Birthler steht mit ihrer gegenteiligen Ansicht auf verlorenem Posten. Ihr Wille, trotz der Bedenken des Verwaltungsgerichts weiterzumachen wie bisher, zwingt andere von Publikationen der Gauck-Behörde betroffene prominente Opfer wie Katarina Witt, ebenfalls den Rechtsweg zu beschreiten. Nur wer sich wehrt, bekommt - oder genauer: behält sein Recht. Wer, wie dies Bürger üblicherweise in einem Rechtsstaat tun dürfen, auf die Beachtung von Gesetz und Recht von Amts wegen vertraut, der ist bei der Sonderbehörde der Bundesbeauftragten verraten und verkauft. Sie läßt die Bürger im rechtsstaatlichen Regen stehen und zwingt sie vor Gericht. Anstatt Prozesse zu vermeiden, werden die Gerichte mit Verfahren belastet.

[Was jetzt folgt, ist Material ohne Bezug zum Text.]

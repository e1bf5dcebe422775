//! Command-line interface module.
//!
//! This module provides the CLI functionality for:
//! - Dry-run planning of a query against a hierarchy file
//! - Inspecting the effective configuration

pub mod commands;
pub mod handlers;

pub use handlers::{handle_config, handle_plan};
//! Batched execution of planned sub-queries with retry, re-planning and
//! cancellation.

use super::model::Query;
use super::planner::{ChunkPlanner, ExecutionPlan, PlannedQuery, PlannerSettings};
use super::retry::{FailureKind, RetryController};
use crate::config::DecompositionConfig;
use crate::error::{Error, Result};
use async_trait::async_trait;
use futures::stream::{FuturesUnordered, StreamExt};
use serde::Serialize;
use std::collections::VecDeque;
use std::sync::Arc;
use std::time::Duration;
use thiserror::Error;
use tokio_util::sync::CancellationToken;
use tracing::{debug, info, instrument, warn};

/// One result row as returned by the analytics API.
pub type Row = Vec<String>;

/// Failure reported by a [`QueryExecutor`] for a single request.
#[derive(Debug, Error, Clone, PartialEq, Eq)]
pub enum TransportError {
    /// The request did not complete in time
    #[error("Request timed out")]
    Timeout,

    /// The server answered with a non-success status
    #[error("HTTP {code}: {message}")]
    Status { code: u16, message: String },

    /// Connection could not be established or was dropped
    #[error("Connection failed: {0}")]
    Connection(String),

    /// The sub-query could not be serialized into a request
    #[error("Malformed request: {0}")]
    Malformed(String),

    /// Anything else
    #[error("Transport error: {0}")]
    Other(String),
}

/// HTTP statuses that signal an overloaded or briefly unavailable server.
const TRANSIENT_STATUSES: [u16; 6] = [408, 429, 500, 502, 503, 504];

impl TransportError {
    pub fn status<S: Into<String>>(code: u16, message: S) -> Self {
        Self::Status {
            code,
            message: message.into(),
        }
    }

    /// Check if the failure is worth another attempt
    pub fn is_retryable(&self) -> bool {
        match self {
            Self::Timeout | Self::Connection(_) => true,
            Self::Status { code, .. } => TRANSIENT_STATUSES.contains(code),
            Self::Malformed(_) | Self::Other(_) => false,
        }
    }
}

/// Issues one bounded sub-query against the analytics back-end.
///
/// Implementations own the wire format (query string, POST body, ...) and
/// must surface timeouts and HTTP statuses as [`TransportError`] so they can
/// be classified.
#[async_trait]
pub trait QueryExecutor: Send + Sync {
    async fn execute(&self, query: &Query) -> std::result::Result<Vec<Row>, TransportError>;
}

/// Why a sub-query produced no rows.
#[derive(Debug, Clone, PartialEq, Eq, Serialize)]
pub struct SubQueryFailure {
    pub kind: FailureKind,
    pub message: String,
}

impl SubQueryFailure {
    fn cancelled() -> Self {
        Self {
            kind: FailureKind::Cancelled,
            message: "cancelled before completion".to_string(),
        }
    }
}

/// Final outcome of one planned sub-query.
#[derive(Debug, Clone, PartialEq, Eq)]
pub struct SubQueryOutcome {
    pub sequence: usize,
    pub query: Query,
    pub result: std::result::Result<Vec<Row>, SubQueryFailure>,
    /// Executor calls made; zero for sub-queries never dispatched
    pub attempts: u32,
}

impl SubQueryOutcome {
    pub fn is_success(&self) -> bool {
        self.result.is_ok()
    }

    fn cancelled(planned: PlannedQuery, attempts: u32) -> Self {
        Self {
            sequence: planned.sequence,
            query: planned.query,
            result: Err(SubQueryFailure::cancelled()),
            attempts,
        }
    }
}

/// Emitted once per completed sub-query.
#[derive(Debug, Clone, Copy, PartialEq, Eq, Serialize)]
pub struct Progress {
    /// Sub-queries with a final outcome so far
    pub completed: usize,
    /// Current plan size (changes after a re-plan)
    pub total: usize,
    /// Sequence of the sub-query that just completed
    pub sequence: usize,
    pub succeeded: bool,
}

/// Caller-side hook for progress reporting.
pub trait ProgressListener: Send + Sync {
    fn on_progress(&self, progress: Progress);
}

/// Everything the batch run produced.
#[derive(Debug, Clone, PartialEq, Eq)]
pub struct BatchReport {
    /// One outcome per final planned sub-query, in plan order
    pub outcomes: Vec<SubQueryOutcome>,
    /// Re-plans performed
    pub replans: u32,
    /// Complexity limit in force when the run ended
    pub final_limit: u64,
}

/// Drives an [`ExecutionPlan`] through a [`QueryExecutor`].
///
/// Sub-queries run on a bounded pool of in-task futures. The run loop is the
/// only writer of the pending queue and the outcome list; workers hand their
/// outcome back through the pool and never touch shared state.
///
/// Every planned sub-query ends with exactly one outcome. A sub-query that is
/// re-planned is replaced by its pieces, and each piece gets its own outcome.
pub struct BatchExecutor {
    executor: Arc<dyn QueryExecutor>,
    retry: RetryController,
    settings: PlannerSettings,
    concurrency: usize,
    max_replans: u32,
    fail_fast: bool,
    attempt_timeout: Option<Duration>,
    progress: Option<Arc<dyn ProgressListener>>,
}

impl BatchExecutor {
    pub fn new(executor: Arc<dyn QueryExecutor>, config: &DecompositionConfig) -> Self {
        Self {
            executor,
            retry: RetryController::new(config.retry.clone()),
            settings: PlannerSettings::from_config(config),
            concurrency: config.concurrency.max(1),
            max_replans: config.max_replans,
            fail_fast: config.fail_fast,
            attempt_timeout: config.attempt_timeout(),
            progress: None,
        }
    }

    /// Planner settings used when the remaining plan has to be rebuilt.
    pub fn with_planner_settings(mut self, settings: PlannerSettings) -> Self {
        self.settings = settings;
        self
    }

    pub fn with_progress(mut self, listener: Option<Arc<dyn ProgressListener>>) -> Self {
        self.progress = listener;
        self
    }

    /// Run every sub-query of `plan`.
    ///
    /// Cancelling `cancel` stops dispatch at once; in-flight sub-queries are
    /// awaited and everything not yet dispatched is recorded as cancelled.
    /// Only fail-fast mode turns a permanent failure into an `Err`.
    #[instrument(skip_all, fields(sub_queries = plan.len(), concurrency = self.concurrency))]
    pub async fn run(
        &self,
        plan: ExecutionPlan,
        cancel: &CancellationToken,
    ) -> Result<BatchReport> {
        let mut settings = self.settings.clone();
        let mut pending: VecDeque<PlannedQuery> = plan.into_sub_queries().into();
        let mut next_sequence = pending.iter().map(|p| p.sequence + 1).max().unwrap_or(0);
        let mut outcomes: Vec<SubQueryOutcome> = Vec::with_capacity(pending.len());
        let mut in_flight = FuturesUnordered::new();
        let mut replans = 0u32;
        let mut halted: Option<Error> = None;

        loop {
            while in_flight.len() < self.concurrency && halted.is_none() && !cancel.is_cancelled() {
                match pending.pop_front() {
                    Some(planned) => in_flight.push(self.run_one(planned, cancel.clone())),
                    None => break,
                }
            }

            let Some(finished) = in_flight.next().await else {
                break;
            };
            let (planned, outcome) = finished;

            if let Err(failure) = &outcome.result {
                let replannable = failure.kind == FailureKind::Transient
                    && replans < self.max_replans
                    && halted.is_none()
                    && !cancel.is_cancelled();

                if replannable {
                    let halved = settings.halved();
                    let planner = ChunkPlanner::new(halved.clone());
                    let pieces = planner.plan_from(&planned.query, next_sequence)?;

                    // an unsplittable sub-query keeps its exhausted outcome
                    if pieces.len() > 1 {
                        replans += 1;
                        settings = halved;
                        next_sequence += pieces.len();

                        let mut rebuilt: VecDeque<PlannedQuery> = pieces.into();
                        for suffix in pending.drain(..) {
                            let pieces = planner.plan_from(&suffix.query, next_sequence)?;
                            next_sequence += pieces.len();
                            rebuilt.extend(pieces);
                        }

                        warn!(
                            replan = replans,
                            limit = settings.limit,
                            remaining = rebuilt.len(),
                            error = %failure.message,
                            "re-planning remaining sub-queries with a smaller limit"
                        );
                        pending = rebuilt;
                        continue;
                    }

                    debug!(
                        sequence = outcome.sequence,
                        limit = halved.limit,
                        "sub-query does not split under a halved limit, keeping failure"
                    );
                }

                if self.fail_fast && failure.kind != FailureKind::Cancelled && halted.is_none() {
                    warn!(
                        sequence = outcome.sequence,
                        kind = %failure.kind,
                        "fail-fast: stopping dispatch"
                    );
                    halted = Some(Error::FailFast {
                        sequence: outcome.sequence,
                        kind: failure.kind,
                        attempts: outcome.attempts,
                        message: failure.message.clone(),
                    });
                }
            }

            let sequence = outcome.sequence;
            let succeeded = outcome.is_success();
            outcomes.push(outcome);
            self.report_progress(Progress {
                completed: outcomes.len(),
                total: outcomes.len() + in_flight.len() + pending.len(),
                sequence,
                succeeded,
            });
        }

        if let Some(err) = halted {
            return Err(err);
        }

        if !pending.is_empty() {
            info!(
                remaining = pending.len(),
                "execution cancelled, skipping remaining sub-queries"
            );
            outcomes.extend(
                pending
                    .drain(..)
                    .map(|planned| SubQueryOutcome::cancelled(planned, 0)),
            );
        }

        outcomes.sort_by_key(|o| o.sequence);
        Ok(BatchReport {
            outcomes,
            replans,
            final_limit: settings.limit,
        })
    }

    /// Execute one sub-query with retries. Returns the planned query alongside
    /// the outcome so the run loop can re-plan it.
    async fn run_one(
        &self,
        planned: PlannedQuery,
        cancel: CancellationToken,
    ) -> (PlannedQuery, SubQueryOutcome) {
        let mut attempts = 0u32;

        loop {
            attempts += 1;
            let error = match self.call(&planned.query).await {
                Ok(rows) => {
                    debug!(
                        sequence = planned.sequence,
                        attempts,
                        rows = rows.len(),
                        "sub-query succeeded"
                    );
                    let outcome = SubQueryOutcome {
                        sequence: planned.sequence,
                        query: planned.query.clone(),
                        result: Ok(rows),
                        attempts,
                    };
                    return (planned, outcome);
                }
                Err(error) => error,
            };

            let classification = self.retry.classify(&error);
            if !self.retry.should_retry(classification, attempts) {
                warn!(
                    sequence = planned.sequence,
                    attempts,
                    error = %error,
                    ?classification,
                    "sub-query failed permanently"
                );
                let outcome = SubQueryOutcome {
                    sequence: planned.sequence,
                    query: planned.query.clone(),
                    result: Err(SubQueryFailure {
                        kind: classification.into(),
                        message: error.to_string(),
                    }),
                    attempts,
                };
                return (planned, outcome);
            }

            let delay = self.retry.next_delay(attempts);
            warn!(
                sequence = planned.sequence,
                attempt = attempts,
                delay_ms = delay.as_millis() as u64,
                error = %error,
                "sub-query failed, retrying"
            );

            tokio::select! {
                _ = cancel.cancelled() => {
                    let outcome = SubQueryOutcome::cancelled(planned.clone(), attempts);
                    return (planned, outcome);
                }
                _ = tokio::time::sleep(delay) => {}
            }
        }
    }

    async fn call(&self, query: &Query) -> std::result::Result<Vec<Row>, TransportError> {
        match self.attempt_timeout {
            Some(limit) => tokio::time::timeout(limit, self.executor.execute(query))
                .await
                .unwrap_or(Err(TransportError::Timeout)),
            None => self.executor.execute(query).await,
        }
    }

    fn report_progress(&self, progress: Progress) {
        info!(
            "sub-query {} of {} completed (#{}, {})",
            progress.completed,
            progress.total,
            progress.sequence,
            if progress.succeeded { "ok" } else { "failed" }
        );
        if let Some(listener) = &self.progress {
            listener.on_progress(progress);
        }
    }
}
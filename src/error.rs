//! Error types for the decomposition engine.
//!
//! Planning-stage errors abort an `execute` call before any sub-query is
//! dispatched. Execution-stage failures are recorded per sub-query in the
//! result manifest and only surface here when fail-fast mode is requested.

use crate::query::{Dimension, FailureKind, ResolverError};
use std::result;
use thiserror::Error;

/// A specialized Result type for dimsplit operations.
pub type Result<T> = result::Result<T, Error>;

/// The error type for dimsplit operations.
#[derive(Debug, Error)]
pub enum Error {
    /// Bad limit, threshold or policy value supplied by the caller
    #[error("Invalid configuration: {0}")]
    InvalidConfiguration(String),

    /// A symbolic dimension reached a stage that needs explicit identifiers
    #[error("Dimension '{0}' is still symbolic and cannot be scored")]
    UnresolvedDimension(Dimension),

    /// The hierarchy resolver failed, so the query cannot be sized safely
    #[error("Hierarchy resolution failed for node '{node}': {source}")]
    HierarchyResolution {
        node: String,
        #[source]
        source: ResolverError,
    },

    /// First permanent sub-query failure while running in fail-fast mode
    #[error(
        "Sub-query #{sequence} failed permanently ({kind}) after {attempts} attempt(s): {message}"
    )]
    FailFast {
        sequence: usize,
        kind: FailureKind,
        attempts: u32,
        message: String,
    },

    /// Configuration source could not be read or deserialized
    #[error("Configuration error: {0}")]
    Config(#[from] config::ConfigError),

    /// I/O errors
    #[error("I/O error: {0}")]
    Io(#[from] std::io::Error),

    /// Serialization/deserialization errors
    #[error("Serialization error: {0}")]
    Serialization(#[from] serde_json::Error),
}

impl Error {
    pub fn invalid_config<S: Into<String>>(msg: S) -> Self {
        Self::InvalidConfiguration(msg.into())
    }

    /// Whether the error was raised before any network traffic took place.
    pub fn is_planning_error(&self) -> bool {
        matches!(
            self,
            Self::InvalidConfiguration(_)
                | Self::UnresolvedDimension(_)
                | Self::HierarchyResolution { .. }
        )
    }
}

#[cfg(test)]
mod tests {
    use super::*;

    #[test]
    fn test_planning_errors_are_flagged() {
        assert!(Error::invalid_config("limit must be >= 1").is_planning_error());
        assert!(Error::UnresolvedDimension(Dimension::Units).is_planning_error());

        let err = Error::FailFast {
            sequence: 3,
            kind: FailureKind::Fatal,
            attempts: 1,
            message: "HTTP 401".into(),
        };
        assert!(!err.is_planning_error());
    }

    #[test]
    fn test_display_names_dimension() {
        let err = Error::UnresolvedDimension(Dimension::Units);
        assert_eq!(err.to_string(), "Dimension 'units' is still symbolic and cannot be scored");
    }
}
//! In-memory hierarchy backed by a flat node list, loadable from JSON.

use super::expander::{HierarchyResolver, ResolverError};
use crate::error::Result;
use async_trait::async_trait;
use serde::{Deserialize, Serialize};
use std::collections::{BTreeSet, HashMap, HashSet};
use std::path::Path;

/// One node of an organisational hierarchy.
#[derive(Debug, Clone, PartialEq, Eq, Serialize, Deserialize)]
pub struct HierarchyNode {
    pub id: String,
    #[serde(default)]
    pub parent: Option<String>,
    pub level: u32,
}

#[derive(Debug, Deserialize)]
struct HierarchyFile {
    nodes: Vec<HierarchyNode>,
}

/// Static hierarchy resolver.
///
/// Descendants are returned in pre-order, children in insertion order. The
/// node itself is never part of its own descendant list, and a node reachable
/// twice (through a parent cycle or a repeated insert) is listed once.
#[derive(Debug, Default, Clone)]
pub struct StaticHierarchy {
    levels: HashMap<String, u32>,
    children: HashMap<String, Vec<String>>,
}

impl StaticHierarchy {
    pub fn new(nodes: impl IntoIterator<Item = HierarchyNode>) -> Self {
        let mut hierarchy = Self::default();
        for node in nodes {
            hierarchy.insert(node);
        }
        hierarchy
    }

    /// Load `{"nodes": [{"id": ..., "parent": ..., "level": ...}, ...]}`.
    pub fn from_json_str(json: &str) -> Result<Self> {
        let file: HierarchyFile = serde_json::from_str(json)?;
        Ok(Self::new(file.nodes))
    }

    pub async fn load(path: impl AsRef<Path>) -> Result<Self> {
        let json = tokio::fs::read_to_string(path).await?;
        Self::from_json_str(&json)
    }

    pub fn insert(&mut self, node: HierarchyNode) {
        if let Some(parent) = &node.parent {
            self.children.entry(parent.clone()).or_default().push(node.id.clone());
        }
        self.levels.insert(node.id, node.level);
    }

    pub fn len(&self) -> usize {
        self.levels.len()
    }

    pub fn is_empty(&self) -> bool {
        self.levels.is_empty()
    }

    fn walk(&self, node: &str, levels: Option<&BTreeSet<u32>>) -> Vec<String> {
        let mut out = Vec::new();
        let mut visited: HashSet<&str> = HashSet::from([node]);
        let mut stack: Vec<&String> = self
            .children
            .get(node)
            .map(|c| c.iter().rev().collect())
            .unwrap_or_default();

        while let Some(id) = stack.pop() {
            if !visited.insert(id.as_str()) {
                continue;
            }
            let keep = match (levels, self.levels.get(id)) {
                (None, _) => true,
                (Some(filter), Some(level)) => filter.contains(level),
                (Some(_), None) => false,
            };
            if keep {
                out.push(id.clone());
            }
            if let Some(children) = self.children.get(id) {
                stack.extend(children.iter().rev());
            }
        }
        out
    }
}

#[async_trait]
impl HierarchyResolver for StaticHierarchy {
    async fn descendants(
        &self,
        node: &str,
        levels: Option<&BTreeSet<u32>>,
    ) -> std::result::Result<Vec<String>, ResolverError> {
        if !self.levels.contains_key(node) {
            return Err(ResolverError::UnknownNode(node.to_string()));
        }
        Ok(self.walk(node, levels))
    }
}

#[cfg(test)]
mod tests {
    use super::*;
    use std::io::Write;

    fn node(id: &str, parent: Option<&str>, level: u32) -> HierarchyNode {
        HierarchyNode {
            id: id.to_string(),
            parent: parent.map(str::to_string),
            level,
        }
    }

    fn sample() -> StaticHierarchy {
        StaticHierarchy::new([
            node("country", None, 1),
            node("north", Some("country"), 2),
            node("south", Some("country"), 2),
            node("n-clinic-1", Some("north"), 3),
            node("n-clinic-2", Some("north"), 3),
            node("s-clinic-1", Some("south"), 3),
        ])
    }

    #[tokio::test]
    async fn test_descendants_pre_order() {
        let ids = sample().descendants("country", None).await.unwrap();
        assert_eq!(ids, vec!["north", "n-clinic-1", "n-clinic-2", "south", "s-clinic-1"]);
    }

    #[tokio::test]
    async fn test_level_filter() {
        let levels: BTreeSet<u32> = [3].into_iter().collect();
        let ids = sample().descendants("country", Some(&levels)).await.unwrap();
        assert_eq!(ids, vec!["n-clinic-1", "n-clinic-2", "s-clinic-1"]);
    }

    #[tokio::test]
    async fn test_unknown_and_leaf_nodes() {
        let hierarchy = sample();
        assert_eq!(
            hierarchy.descendants("atlantis", None).await,
            Err(ResolverError::UnknownNode("atlantis".into()))
        );
        assert!(hierarchy.descendants("s-clinic-1", None).await.unwrap().is_empty());
    }

    #[tokio::test]
    async fn test_parent_cycle_terminates() {
        let hierarchy = StaticHierarchy::new([node("a", Some("b"), 1), node("b", Some("a"), 2)]);
        assert_eq!(hierarchy.descendants("a", None).await.unwrap(), vec!["b"]);
        assert_eq!(hierarchy.descendants("b", None).await.unwrap(), vec!["a"]);

        let selfish = StaticHierarchy::new([node("x", Some("x"), 1)]);
        assert!(selfish.descendants("x", None).await.unwrap().is_empty());
    }

    #[tokio::test]
    async fn test_repeated_insert_is_listed_once() {
        let mut hierarchy = sample();
        hierarchy.insert(node("n-clinic-1", Some("north"), 3));
        let ids = hierarchy.descendants("north", None).await.unwrap();
        assert_eq!(ids, vec!["n-clinic-1", "n-clinic-2"]);
    }

    #[tokio::test]
    async fn test_load_from_file() {
        let mut file = tempfile::NamedTempFile::new().unwrap();
        write!(
            file,
            r#"{{"nodes": [{{"id": "root", "level": 1}}, {{"id": "child", "parent": "root", "level": 2}}]}}"#
        )
        .unwrap();

        let hierarchy = StaticHierarchy::load(file.path()).await.unwrap();
        assert_eq!(hierarchy.len(), 2);
        assert_eq!(hierarchy.descendants("root", None).await.unwrap(), vec!["child"]);
    }
}
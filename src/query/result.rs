//! Reassembly of sub-query outcomes into one logical result.

use super::executor::{BatchReport, Row, SubQueryOutcome};
use super::model::Query;
use super::retry::FailureKind;
use serde::Serialize;
use std::collections::HashMap;

/// A portion of the query that produced no rows.
#[derive(Debug, Clone, PartialEq, Eq, Serialize)]
pub struct ManifestEntry {
    pub sequence: usize,
    pub query: Query,
    pub kind: FailureKind,
    pub attempts: u32,
    pub message: String,
}

/// Counters describing how the result was obtained.
#[derive(Debug, Clone, Copy, Default, PartialEq, Eq, Serialize)]
pub struct ExecutionStats {
    /// Sub-queries in the final plan
    pub planned: usize,
    pub succeeded: usize,
    pub replans: u32,
    /// Complexity limit in force at the end of the run
    pub final_limit: u64,
}

/// Rows of every successful sub-query plus the manifest of the ones that
/// failed. Check [`QueryResult::is_complete`] before trusting the rows as the
/// full answer.
#[derive(Debug, Clone, Default, PartialEq, Eq, Serialize)]
pub struct QueryResult {
    rows: Vec<Row>,
    manifest: Vec<ManifestEntry>,
    pub stats: ExecutionStats,
}

impl QueryResult {
    pub fn is_complete(&self) -> bool {
        self.manifest.is_empty()
    }

    pub fn rows(&self) -> &[Row] {
        &self.rows
    }

    /// Failed sub-queries in plan order.
    pub fn manifest(&self) -> &[ManifestEntry] {
        &self.manifest
    }

    /// Rows that occur more than once.
    ///
    /// Sub-queries partition the identifier space, so this is empty unless
    /// the plan overlapped. Not used to filter rows.
    pub fn duplicate_rows(&self) -> Vec<&Row> {
        let mut seen: HashMap<&Row, usize> = HashMap::new();
        let mut duplicates = Vec::new();
        for row in &self.rows {
            let count = seen.entry(row).or_insert(0);
            *count += 1;
            if *count == 2 {
                duplicates.push(row);
            }
        }
        duplicates
    }
}

/// Builds a [`QueryResult`] from sub-query outcomes.
#[derive(Debug, Clone, Copy, Default)]
pub struct ResultAssembler;

impl ResultAssembler {
    pub fn new() -> Self {
        Self
    }

    /// Concatenate successful rows in plan order and list every failure.
    pub fn assemble(&self, outcomes: Vec<SubQueryOutcome>) -> QueryResult {
        let mut outcomes = outcomes;
        outcomes.sort_by_key(|o| o.sequence);

        let mut result = QueryResult {
            stats: ExecutionStats {
                planned: outcomes.len(),
                ..Default::default()
            },
            ..Default::default()
        };

        for outcome in outcomes {
            match outcome.result {
                Ok(rows) => {
                    result.stats.succeeded += 1;
                    result.rows.extend(rows);
                }
                Err(failure) => result.manifest.push(ManifestEntry {
                    sequence: outcome.sequence,
                    query: outcome.query,
                    kind: failure.kind,
                    attempts: outcome.attempts,
                    message: failure.message,
                }),
            }
        }
        result
    }

    /// Assemble a batch run, carrying over its re-plan counters.
    pub fn assemble_report(&self, report: BatchReport) -> QueryResult {
        let mut result = self.assemble(report.outcomes);
        result.stats.replans = report.replans;
        result.stats.final_limit = report.final_limit;
        result
    }
}

#[cfg(test)]
mod tests {
    use super::*;
    use crate::query::executor::SubQueryFailure;

    fn query(unit: &str) -> Query {
        Query::builder().items(["i"]).units([unit]).periods(["p"]).build()
    }

    fn ok(sequence: usize, rows: &[&str]) -> SubQueryOutcome {
        SubQueryOutcome {
            sequence,
            query: query(&format!("u{sequence}")),
            result: Ok(rows.iter().map(|r| vec![r.to_string()]).collect()),
            attempts: 1,
        }
    }

    fn failed(sequence: usize, kind: FailureKind) -> SubQueryOutcome {
        SubQueryOutcome {
            sequence,
            query: query(&format!("u{sequence}")),
            result: Err(SubQueryFailure {
                kind,
                message: "boom".into(),
            }),
            attempts: 3,
        }
    }

    #[test]
    fn test_rows_follow_plan_order() {
        let result =
            ResultAssembler::new().assemble(vec![ok(2, &["c"]), ok(0, &["a"]), ok(1, &["b"])]);
        assert!(result.is_complete());
        assert_eq!(
            result.rows(),
            &[vec!["a".to_string()], vec!["b".to_string()], vec!["c".to_string()]]
        );
        assert_eq!(result.stats.planned, 3);
        assert_eq!(result.stats.succeeded, 3);
    }

    #[test]
    fn test_failures_go_to_manifest() {
        let result = ResultAssembler::new().assemble(vec![
            ok(0, &["a"]),
            failed(2, FailureKind::Cancelled),
            failed(1, FailureKind::Transient),
        ]);
        assert!(!result.is_complete());
        assert_eq!(result.rows().len(), 1);
        let kinds: Vec<_> = result.manifest().iter().map(|e| (e.sequence, e.kind)).collect();
        assert_eq!(kinds, vec![(1, FailureKind::Transient), (2, FailureKind::Cancelled)]);
        assert_eq!(result.manifest()[0].attempts, 3);
    }

    #[test]
    fn test_duplicates_are_reported_not_removed() {
        let result = ResultAssembler::new().assemble(vec![ok(0, &["a", "b"]), ok(1, &["a", "a"])]);
        assert_eq!(result.rows().len(), 4);
        assert_eq!(result.duplicate_rows(), vec![&vec!["a".to_string()]]);
    }

    #[test]
    fn test_empty_outcomes_are_complete() {
        let result = ResultAssembler::new().assemble(Vec::new());
        assert!(result.is_complete());
        assert!(result.rows().is_empty());
    }
}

Eine höchstrichterliche Klärung der Rechtslage ist unverzichtbar. Dem in der Vergangenheit praktizierten Grundrechtsleerlauf bei der Publikation von Akten des MfS muß endlich ein rechtsstaatlicher Riegel vorgeschoben werden. Den Grundrechten - insbesondere dem verfassungsrechtlich verbürgten Persönlichkeitsrecht - ist auch im Rahmen der Vergangenheitsbewältigung Rechnung zu tragen. Es darf nicht sein, daß die durch rechtsstaatswidrige Bespitzelung des MfS ohnehin in ihrem Persönlichkeitsrecht beschädigten Opfer durch die rechtsblinde Publikationswut der Gauck-Behörde weitere Rechtseingriffe hinnehmen müssen. Der Bundesbeauftragten ist es ohnehin zumutbar, entsprechend der üblichen Behördenpraxis in vergleichbaren Fällen bis zur letztinstanzlichen Entscheidung abzuwarten. Von ihren Publikationen sind schließlich keine nennenswerten neuen Erkenntnisse mehr zu erwarten. Die letzten Jahre haben bis in die jüngste Zeit immer wieder deutlich gezeigt, daß allenfalls noch mit weiteren Bloßstellungen und Denunziationen zu rechnen ist. Die Reputation der Gauck-Behörde beruht vorrangig auf einer Dämonisierung des Ministeriums für Staatssicherheit der DDR. Der damit verbundenen Erosion rechtsstaatlicher Prinzipien muß endlich ein Ende bereitet werden, indem auch im Hause von Frau Birthler mit Schilys Hilfe das Grundgesetz vom Kopf auf die Füße gestellt wird.

 


Der Autor ist Rechtsanwalt in Freiburg/Breisgau.